Runbook: GPU fault, drain, reset, RMA¶

Scope: drain, reset, and (if needed) RMA a faulted GPU after an XID/ECC alert, returning the node to service safely.

Run this when a GPU throws a fatal XID, fails a row-remap, or fails dcgmi diag. Severity: single-node fault, capacity-impacting; the question is whether the GPU recovers on reset or must be RMA'd. App-class XIDs are a workload bug, not a node fault; do not RMA on those.

Reference templates on real APIs; pin versions and validate before production use.

This is the longform GPU-fault path for the fleet. The XID taxonomy and RAS background are in reliability and RAS; the driver / Fabric-Manager / DCGM stack is in the GPU software stack; the general triage tree is in the troubleshooting runbook.

Trigger¶

A fatal hardware XID in dmesg / DCGM: XID 48 (double-bit ECC), XID 79 (GPU fallen off the bus), XID 92 (high single-bit ECC rate), XID 94/95 (contained / uncontained memory error), XID 64 (row-remap failure), per the XID catalog in References and reliability and RAS.
A dcgmi diag failure (any Fail in PCIe/NVLink, memory bandwidth, or stress at level 3).
A pending or failed row-remapping reported by nvidia-smi -q -d ROW_REMAPPER.

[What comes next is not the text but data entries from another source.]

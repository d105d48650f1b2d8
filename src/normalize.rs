use serde_json::Value;
use tracing::debug;

use crate::domain::{StatKey, capitalize};
use crate::record::{CanonicalRecord, EvolutionGraph, Images, Stat};

pub const DESCRIPTION_PLACEHOLDER: &str = "No description available.";
pub const CATEGORY_PLACEHOLDER: &str = "Unknown";

/// Language preference for localized species text, most preferred first.
const LANGUAGE_PREFERENCE: [&str; 2] = ["es", "en"];

/// Builds a record from the entity, species and evolution documents.
///
/// Never fails: absent documents and missing fields fall back to placeholders,
/// the fallback image, and a single-node evolution graph rooted at the
/// entity's own name.
pub fn normalize(
    entity: &Value,
    species: Option<&Value>,
    evolution: Option<&Value>,
    fallback_image_url: &str,
) -> CanonicalRecord {
    let raw_name = entity
        .get("name")
        .and_then(|v| v.as_str())
        .unwrap_or_default();
    let id = entity
        .get("id")
        .and_then(|v| v.as_u64())
        .and_then(|v| u32::try_from(v).ok())
        .unwrap_or(0);

    let types: Vec<String> = entity
        .get("types")
        .and_then(|v| v.as_array())
        .map(|items| {
            items
                .iter()
                .filter_map(|item| item.get("type").and_then(|v| v.get("name")))
                .filter_map(|v| v.as_str())
                .map(|v| v.to_string())
                .collect()
        })
        .unwrap_or_default();

    let abilities: Vec<String> = entity
        .get("abilities")
        .and_then(|v| v.as_array())
        .map(|items| {
            items
                .iter()
                .filter_map(|item| item.get("ability").and_then(|v| v.get("name")))
                .filter_map(|v| v.as_str())
                .map(capitalize)
                .collect()
        })
        .unwrap_or_default();

    let mut stats = Vec::new();
    if let Some(items) = entity.get("stats").and_then(|v| v.as_array()) {
        for item in items {
            let name = item
                .get("stat")
                .and_then(|v| v.get("name"))
                .and_then(|v| v.as_str())
                .unwrap_or("");
            let Some(key) = StatKey::from_source(name) else {
                debug!(stat = name, "skipping unknown stat");
                continue;
            };
            let value = item
                .get("base_stat")
                .and_then(|v| v.as_u64())
                .and_then(|v| u32::try_from(v).ok())
                .unwrap_or(0);
            stats.push(Stat { key, value });
        }
    }

    let description = species
        .and_then(|doc| localized(doc, "flavor_text_entries", "flavor_text"))
        .map(clean_text)
        .unwrap_or_else(|| DESCRIPTION_PLACEHOLDER.to_string());
    let category = species
        .and_then(|doc| localized(doc, "genera", "genus"))
        .map(|v| v.to_string())
        .unwrap_or_else(|| CATEGORY_PLACEHOLDER.to_string());

    let evolution_graph = evolution
        .and_then(|doc| serde_json::from_value::<EvolutionGraph>(doc.clone()).ok())
        .unwrap_or_else(|| EvolutionGraph::degenerate(raw_name));

    CanonicalRecord {
        id,
        name: capitalize(raw_name),
        height: tenths(entity.get("height")),
        weight: tenths(entity.get("weight")),
        types,
        abilities,
        stats,
        images: select_images(entity.get("sprites"), fallback_image_url),
        description,
        category,
        evolution_graph,
    }
}

/// Image priority: official artwork, animated sprite, default front sprite,
/// fallback URL. Fields are looked up by path, so key order in the source
/// object has no effect.
pub fn select_images(sprites: Option<&Value>, fallback_image_url: &str) -> Images {
    let sprite = |path: &[&str]| -> Option<String> {
        let mut current = sprites?;
        for key in path {
            current = current.get(key)?;
        }
        current
            .as_str()
            .filter(|v| !v.trim().is_empty())
            .map(|v| v.to_string())
    };

    let artwork = sprite(&["other", "official-artwork", "front_default"]);
    let animated = sprite(&[
        "versions",
        "generation-v",
        "black-white",
        "animated",
        "front_default",
    ]);
    let front = sprite(&["front_default"]);
    let shiny = sprite(&["front_shiny"]);

    let primary = artwork
        .clone()
        .or_else(|| animated.clone())
        .or_else(|| front.clone())
        .unwrap_or_else(|| fallback_image_url.to_string());

    Images {
        primary,
        default: front.unwrap_or_else(|| fallback_image_url.to_string()),
        shiny,
        animated,
        artwork,
    }
}

/// First entry whose `language.name` matches, walking the preference list in
/// order.
fn localized<'a>(doc: &'a Value, list: &str, field: &str) -> Option<&'a str> {
    let entries = doc.get(list)?.as_array()?;
    LANGUAGE_PREFERENCE.iter().find_map(|lang| {
        entries
            .iter()
            .find(|entry| {
                entry
                    .get("language")
                    .and_then(|v| v.get("name"))
                    .and_then(|v| v.as_str())
                    == Some(*lang)
            })
            .and_then(|entry| entry.get(field))
            .and_then(|v| v.as_str())
    })
}

fn clean_text(value: &str) -> String {
    value.replace(['\u{000C}', '\n'], " ")
}

fn tenths(value: Option<&Value>) -> f64 {
    value.and_then(|v| v.as_f64()).unwrap_or(0.0) / 10.0
}
use std::process::ExitCode;
use std::sync::Arc;

use clap::{Args, Parser, Subcommand};
use miette::IntoDiagnostic;
use tracing_subscriber::EnvFilter;

use pokedex_catalog::app::{App, CatalogOptions, ProgressSinkKind};
use pokedex_catalog::cache::RecordCache;
use pokedex_catalog::catalog::CatalogFilter;
use pokedex_catalog::config::{Config, ConfigLoader};
use pokedex_catalog::error::CatalogError;
use pokedex_catalog::fetcher::HttpFetcher;
use pokedex_catalog::loader::Loader;
use pokedex_catalog::output::{JsonOutput, LogProgress, OutputMode, TextOutput};

#[derive(Parser)]
#[command(name = "pokedex")]
#[command(about = "Browse PokeAPI records with caching, retries and evolution chains")]
#[command(version)]
struct Cli {
    /// Path to a JSON config file (default: ./pokedex.json, then the user config dir)
    #[arg(long, global = true)]
    config: Option<String>,

    #[arg(long, global = true)]
    base_url: Option<String>,

    #[arg(long, global = true)]
    timeout_ms: Option<u64>,

    #[arg(long, global = true)]
    max_retries: Option<u32>,

    /// Print results as JSON
    #[arg(long, global = true)]
    json: bool,

    #[command(subcommand)]
    command: Commands,
}

#[derive(Subcommand)]
enum Commands {
    #[command(about = "Show one record by name or number")]
    Show(IdArgs),
    #[command(about = "Load several records concurrently")]
    Batch(BatchArgs),
    #[command(about = "Resolve the evolution chain of a record")]
    Evolution(IdArgs),
    #[command(about = "Load the catalog and filter it")]
    Catalog(CatalogArgs),
}

#[derive(Args)]
struct IdArgs {
    identifier: String,
}

#[derive(Args)]
struct BatchArgs {
    #[arg(required = true)]
    identifiers: Vec<String>,
}

#[derive(Args)]
struct CatalogArgs {
    #[arg(long = "type")]
    type_name: Option<String>,

    #[arg(long)]
    ability: Option<String>,

    #[arg(long)]
    name: Option<String>,

    /// Number of listing entries to load (default: catalog_limit from config)
    #[arg(long)]
    limit: Option<usize>,
}

fn main() -> ExitCode {
    if let Err(report) = run() {
        eprintln!("{report:?}");
        if let Some(err) = report.downcast_ref::<CatalogError>() {
            return ExitCode::from(map_exit_code(err));
        }
        return ExitCode::from(1);
    }
    ExitCode::SUCCESS
}

fn map_exit_code(error: &CatalogError) -> u8 {
    match error.root_cause() {
        CatalogError::NotFound(_) | CatalogError::InvalidIdentifier(_) => 2,
        CatalogError::Timeout { .. }
        | CatalogError::Transport(_)
        | CatalogError::RequestFailed { .. } => 3,
        _ => 1,
    }
}

fn run() -> miette::Result<()> {
    tracing_subscriber::fmt()
        .with_env_filter(EnvFilter::from_default_env())
        .with_target(false)
        .with_writer(std::io::stderr)
        .init();

    let cli = Cli::parse();
    let output_mode = if cli.json {
        OutputMode::Json
    } else {
        OutputMode::Text
    };

    // Overrides go through the same checks as a config file.
    let config =
        apply_overrides(ConfigLoader::resolve(cli.config.as_deref())?, &cli).validate()?;
    let fetcher = HttpFetcher::new(config.request_timeout())?;
    let loader = Loader::new(fetcher, Arc::new(RecordCache::new()), config);
    let app = App::new(loader);

    match cli.command {
        Commands::Show(args) => run_show(&app, &args.identifier, output_mode),
        Commands::Batch(args) => run_batch(&app, &args.identifiers, output_mode),
        Commands::Evolution(args) => run_evolution(&app, &args.identifier, output_mode),
        Commands::Catalog(args) => run_catalog(&app, args, output_mode),
    }
}

fn apply_overrides(mut config: Config, cli: &Cli) -> Config {
    if let Some(base_url) = &cli.base_url {
        config.base_url = base_url.clone();
    }
    if let Some(timeout_ms) = cli.timeout_ms {
        config.request_timeout_ms = timeout_ms;
    }
    if let Some(max_retries) = cli.max_retries {
        config.max_retries = max_retries;
    }
    config
}

fn run_show(app: &App<HttpFetcher>, identifier: &str, output_mode: OutputMode) -> miette::Result<()> {
    match output_mode {
        OutputMode::Json => {
            let result = app.show(identifier, &JsonOutput)?;
            JsonOutput::print_show(&result).into_diagnostic()
        }
        OutputMode::Text => {
            let result = app.show(identifier, &LogProgress::new(ProgressSinkKind::Show))?;
            TextOutput::print_show(&result).into_diagnostic()
        }
    }
}

fn run_batch(
    app: &App<HttpFetcher>,
    identifiers: &[String],
    output_mode: OutputMode,
) -> miette::Result<()> {
    match output_mode {
        OutputMode::Json => {
            let result = app.batch(identifiers, &JsonOutput)?;
            JsonOutput::print_batch(&result).into_diagnostic()
        }
        OutputMode::Text => {
            let result = app.batch(identifiers, &LogProgress::new(ProgressSinkKind::Batch))?;
            TextOutput::print_batch(&result).into_diagnostic()
        }
    }
}

fn run_evolution(
    app: &App<HttpFetcher>,
    identifier: &str,
    output_mode: OutputMode,
) -> miette::Result<()> {
    match output_mode {
        OutputMode::Json => {
            let result = app.evolution(identifier, &JsonOutput)?;
            JsonOutput::print_evolution(&result).into_diagnostic()
        }
        OutputMode::Text => {
            let result =
                app.evolution(identifier, &LogProgress::new(ProgressSinkKind::Evolution))?;
            TextOutput::print_evolution(&result).into_diagnostic()
        }
    }
}

fn run_catalog(
    app: &App<HttpFetcher>,
    args: CatalogArgs,
    output_mode: OutputMode,
) -> miette::Result<()> {
    let options = CatalogOptions {
        limit: args.limit,
        filter: CatalogFilter {
            type_name: args.type_name,
            ability: args.ability,
            name_query: args.name,
        },
    };
    match output_mode {
        OutputMode::Json => {
            let result = app.catalog(options, &JsonOutput)?;
            JsonOutput::print_catalog(&result).into_diagnostic()
        }
        OutputMode::Text => {
            let result = app.catalog(options, &LogProgress::new(ProgressSinkKind::Catalog))?;
            TextOutput::print_catalog(&result).into_diagnostic()
        }
    }
}
use jiff::Zoned;
use serde::{Deserialize, Serialize};

use crate::codec::Batch;

#[derive(Debug, Clone, Copy, PartialEq, Eq, Hash, Deserialize, Serialize)]
pub enum Bucket {
    Day,
    Week,
    Month,
}

impl Bucket {
    pub const ALL: [Bucket; 3] = [Bucket::Day, Bucket::Week, Bucket::Month];

    /// Period this bucket covers at `now`.
    /// Day: `YYYY-MM-DD`, Week: ISO `YYYY-WW`, Month: `YYYY-MM`
    pub fn period(self, now: &Zoned) -> String {
        match self {
            Self::Day => now.strftime("%Y-%m-%d").to_string(),
            Self::Week => {
                let iso = now.date().iso_week_date();
                format!("{:04}-{:02}", iso.year(), iso.week())
            }
            Self::Month => now.strftime("%Y-%m").to_string(),
        }
    }

    pub fn from_name(name: &str) -> Option<Self> {
        Some(match name {
            "day" | "daily" => Self::Day,
            "week" | "weekly" => Self::Week,
            "month" | "monthly" => Self::Month,
            _ => return None,
        })
    }
}

#[derive(Debug, Clone, PartialEq, Eq, Hash)]
pub struct RollupKey {
    pub bucket: Bucket,
    pub period: String,
    pub sensor: String,
}

/// Increment for one bucket produced by one batch.
/// Never a running total, see [`crate::storage::RollupWriteMode`].
#[derive(Debug, Clone, PartialEq)]
pub struct RollupRecord {
    pub key: RollupKey,
    pub sum: f64,
}

#[derive(Debug, Clone, PartialEq)]
pub struct Rollup {
    pub sum: f64,
    pub day: RollupKey,
    pub week: RollupKey,
    pub month: RollupKey,
}

impl Rollup {
    pub fn records(&self) -> [RollupRecord; 3] {
        [&self.day, &self.week, &self.month].map(|key| RollupRecord {
            key: key.clone(),
            sum: self.sum,
        })
    }
}

/// Sums a batch and keys it by processing time, not by reading timestamps.
pub fn aggregate(batch: &Batch, now: &Zoned) -> Rollup {
    // naive left to right, order dependent on purpose
    let sum = batch.readings.iter().fold(0.0, |acc, r| acc + r.v);

    let key = |bucket: Bucket| RollupKey {
        bucket,
        period: bucket.period(now),
        sensor: batch.sensor.clone(),
    };

    Rollup {
        sum,
        day: key(Bucket::Day),
        week: key(Bucket::Week),
        month: key(Bucket::Month),
    }
}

App-class XIDs, namely 13 (graphics engine exception), 31 (memory page fault), and 43 (GPU stopped processing), are owned by the workload (run compute-sanitizer/cuda-gdb); the GPU stays healthy. Do not enter this runbook for those.

Pre-checks¶

Confirm the XID class first (app vs hardware) before touching the node: misclassifying an app bug as a hardware fault wastes an RMA slot (reliability and RAS).
Record GPU identity: board serial, GPU UUID, PCI bus id, node name. These travel with the RMA.
```
ssh "$NODE" nvidia-smi --query-gpu=index,uuid,serial,pci.bus_id --format=csv
```
Capture the evidence before any reset clears it: dmesg -T | grep -i xid, the DCGM event log, and the full dcgmi diag JSON. A reset wipes volatile ECC counters.
Check whether the GPU is NVSwitch-attached (HGX baseboard, NVL72): a single dead GPU can hold the NVLink domain, so coordinate with the Fabric Manager state (the GPU software stack, reliability and RAS).

Flow¶

stateDiagram-v2
    [*] --> Triage
    Triage --> Healthy: app XID 13/31/43
    Triage --> Drain: hardware XID
    Drain --> Inspect: workloads evicted
    Inspect --> Reset: serials recorded
    Reset --> Diag: nvidia-smi -r
    Diag --> Healthy: diag pass, ECC stable
    Diag --> RMA: diag fail or remap fail
    Healthy --> [*]
    RMA --> [*]

Procedure¶

NODE=gpu-19.dc1.internal
GPU=3                              # GPU index reporting the fault

Classify the XID. Application class 13 / 31 / 43 → return to the workload owner, GPU stays healthy. Hardware class 48 / 79 / 92 / 94 / 95 / 64 → continue:
```
ssh "$NODE" 'dmesg -T | grep -i "NVRM: Xid"'
```

Cordon and drain so the scheduler stops placing work and running pods leave cleanly:

kubectl cordon "$NODE"
kubectl drain "$NODE" --ignore-daemonsets --delete-emptydir-data --timeout=15m
# Slurm: scontrol update nodename="$NODE" state=drain reason="XID hardware fault"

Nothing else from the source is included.